なんだろうか? 私、なにか粗相でもしてしまっただろうか。
「レーヌ様は私と同じくらいですよね? おいくつですか? 私は今年で17になります!」
「はい。私も今年で17になります。同い年ですね!」
「あーやっぱり! 同じ年のお貴族様なんてなんだか新鮮です! 是非、またなにか用事があったらウチへ来てくださいね! 鍛冶のことならなんでもお受けしますから!」
なんだ同じ年頃の貴族が珍しかったのだろうか。
私はほっと胸を撫で下ろし、「はい。その時は是非頼りにさせて頂きます」と返事をし鍛冶屋を出ようとした……のだが。

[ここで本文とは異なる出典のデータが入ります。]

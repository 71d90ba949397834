//! Push notification delivery.
//!
//! - [`PushGateway`] sends one message to one device token.
//! - [`FcmGateway`] implements it over the FCM HTTP v1 API.
//! - [`PushDispatcher`] delivers a [`NotificationPayload`] to every token of
//!   a user and prunes every token whose send failed.
//! - [`Notifier`] is the seam the event engine hands notifications to.

mod dispatch;
mod fcm;
mod payload;

pub use dispatch::{DispatchReport, PushDispatcher, USER_TOKENS_FIELD};
pub use fcm::FcmGateway;
pub use payload::{NotificationData, NotificationPayload, DATA_TYPE_ENTRY, DATA_TYPE_RESPONSE};

use std::collections::BTreeMap;

use async_trait::async_trait;
use thiserror::Error;
use tracing::info;

/// Per-token delivery failure reported by a gateway.
#[derive(Error, Debug, Clone, PartialEq, Eq)]
pub enum PushError {
    /// The token is unregistered or invalid and should be dropped.
    #[error("token rejected: {0}")]
    Rejected(String),

    /// The gateway could not be reached or failed temporarily.
    #[error("gateway unavailable: {0}")]
    Unavailable(String),
}

/// A message addressed to a single device.
#[derive(Debug, Clone, PartialEq, Eq, Default)]
pub struct PushMessage {
    /// Notification title.
    pub title: String,
    /// Notification body.
    pub body: String,
    /// Image shown with the notification.
    pub image: Option<String>,
    /// Android collapse key.
    pub collapse_key: Option<String>,
    /// Data block delivered to the app.
    pub data: BTreeMap<String, String>,
}

impl From<&NotificationPayload> for PushMessage {
    fn from(payload: &NotificationPayload) -> Self {
        Self {
            title: payload.title.clone(),
            body: payload.body.clone(),
            image: payload.image.clone().filter(|s| !s.is_empty()),
            collapse_key: payload.collapse_key.clone().filter(|s| !s.is_empty()),
            data: payload.data.to_map(),
        }
    }
}

/// Sends a message to a device token.
#[async_trait]
pub trait PushGateway: Send + Sync {
    /// Deliver `message` to `token`.
    async fn send(&self, token: &str, message: &PushMessage) -> Result<(), PushError>;
}

/// Gateway used when push delivery is disabled: every send is logged and
/// reported as delivered.
#[derive(Debug, Default, Clone, Copy)]
pub struct LogOnlyGateway;

#[async_trait]
impl PushGateway for LogOnlyGateway {
    async fn send(&self, token: &str, message: &PushMessage) -> Result<(), PushError> {
        info!(token = %token, title = %message.title, "Push disabled, not sending");
        Ok(())
    }
}

/// Receives notifications produced by the event engine.
#[async_trait]
pub trait Notifier: Send + Sync {
    /// Deliver a notification to `payload.user_id`.
    async fn notify(&self, payload: NotificationPayload) -> crate::Result<DispatchReport>;
}
//! Pub/Sub push endpoints.
//!
//! Both endpoints acknowledge every authenticated request with `200 OK`, so
//! the transport never redelivers. Failures are logged instead.

use axum::{body::Bytes, extract::State, http::StatusCode};
use std::sync::Arc;

use super::AppState;
use crate::events::{PushEnvelope, TYPE_ATTRIBUTE};
use crate::push::NotificationPayload;

fn decode_envelope(body: &[u8]) -> Option<(PushEnvelope, Vec<u8>)> {
    let envelope: PushEnvelope = match serde_json::from_slice(body) {
        Ok(envelope) => envelope,
        Err(e) => {
            tracing::warn!(error = %e, "Undecodable push envelope, dropping");
            return None;
        }
    };

    match envelope.message.payload() {
        Ok(payload) => Some((envelope, payload)),
        Err(e) => {
            tracing::warn!(message_id = %envelope.message.message_id, error = %e, "Dropping message");
            None
        }
    }
}

/// Handle a document change event.
pub async fn firestore_events(State(state): State<Arc<AppState>>, body: Bytes) -> StatusCode {
    let Some((envelope, payload)) = decode_envelope(&body) else {
        return StatusCode::OK;
    };

    let message = &envelope.message;
    let outcome = state
        .events
        .dispatch(message.attribute(TYPE_ATTRIBUTE), &payload)
        .await;
    outcome.log(&message.message_id);

    StatusCode::OK
}

/// Handle a direct push notification request.
pub async fn push_notification(State(state): State<Arc<AppState>>, body: Bytes) -> StatusCode {
    let Some((envelope, payload)) = decode_envelope(&body) else {
        return StatusCode::OK;
    };
    let message_id = envelope.message.message_id.as_str();

    let notification: NotificationPayload = match serde_json::from_slice(&payload) {
        Ok(notification) => notification,
        Err(e) => {
            tracing::warn!(message_id, error = %e, "Invalid notification payload, dropping");
            return StatusCode::OK;
        }
    };

    let user_id = notification.user_id.clone();
    match state.notifier.notify(notification).await {
        Ok(report) => tracing::info!(
            message_id,
            user_id = %user_id,
            sent = report.sent,
            pruned = report.pruned.len(),
            "Push notification delivered"
        ),
        Err(e) if e.is_retryable() => {
            tracing::error!(message_id, user_id = %user_id, error = %e, "Push notification failed")
        }
        Err(e) => {
            tracing::warn!(message_id, user_id = %user_id, error = %e, "Push notification dropped")
        }
    }

    StatusCode::OK
}

/// Health check handler.
pub async fn health_check() -> &'static str {
    "OK"
}
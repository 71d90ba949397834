//! Database schema and migrations for BaliFeed.
//!
//! The document store keeps one JSON document per row. Migrations are
//! applied sequentially when the database is first opened or upgraded.

/// Database migrations.
///
/// Each migration is a SQL script that will be executed in order.
/// The schema_version table tracks which migrations have been applied.
pub const MIGRATIONS: &[&str] = &[
    // v1: Document table and write clock
    r#"
-- One row per document, addressed by collection path and ID
CREATE TABLE documents (
    collection  TEXT NOT NULL,
    id          TEXT NOT NULL,
    data        TEXT NOT NULL,           -- JSON object
    version     INTEGER NOT NULL,        -- store_clock tick of the last write
    PRIMARY KEY (collection, id)
);

-- Monotonic clock; every commit takes the next tick as document version
CREATE TABLE store_clock (
    id      INTEGER PRIMARY KEY CHECK (id = 1),
    tick    INTEGER NOT NULL
);

INSERT INTO store_clock (id, tick) VALUES (1, 0);
"#,
    // v2: Indexes for thread cascade lookups
    r#"
CREATE INDEX idx_documents_thread_id
    ON documents(collection, json_extract(data, '$.thread_id'));
CREATE INDEX idx_documents_parent_id
    ON documents(collection, json_extract(data, '$.parent_id'));
"#,
];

私ははっと思いついて、鍛冶屋に戻った。そして鍛冶屋の娘、赤髪のユーリさんに声をかける。
「あのユーリさん」
「はい? なんでしょう」
「その、密封型の両扉開きの箱のようなものをこれくらいの大きさで作りたいのですが、いくらかかるかお聞きしても良いでしょうか?」
私は腕をいっぱいに広げて大きさを伝える。
「えーっと。お父さん?」
「ん?」
なにやらユーリさんはお父さんに相談しているようだ。
そうしてぼそぼそと会話をして、結果が出たようで、ユーリさんが私に言う。
「作ってみないと分かりませんが、銀貨5枚ほどで出来るかと思います」
「なんと……そんなにお安く!」
私はアルルオーネ様に相談してからの方が良いかとも一瞬思ったが、しかし投資してくださる旨は聞き及んでいた。私は思い切って発注することにしようかとも思った。しかし……セリザナさんの浄化の魔道具を設置した時の言葉を思い出した。ドルクの財政は芳しくないのだ。
「ぐっ……すみません。相談の上、後日また作っていただく場合にはお願いに参ります」
「はい! 待ってます!」
元気に返事をしたユーリさんに見送られ、私は鍛冶屋を出た。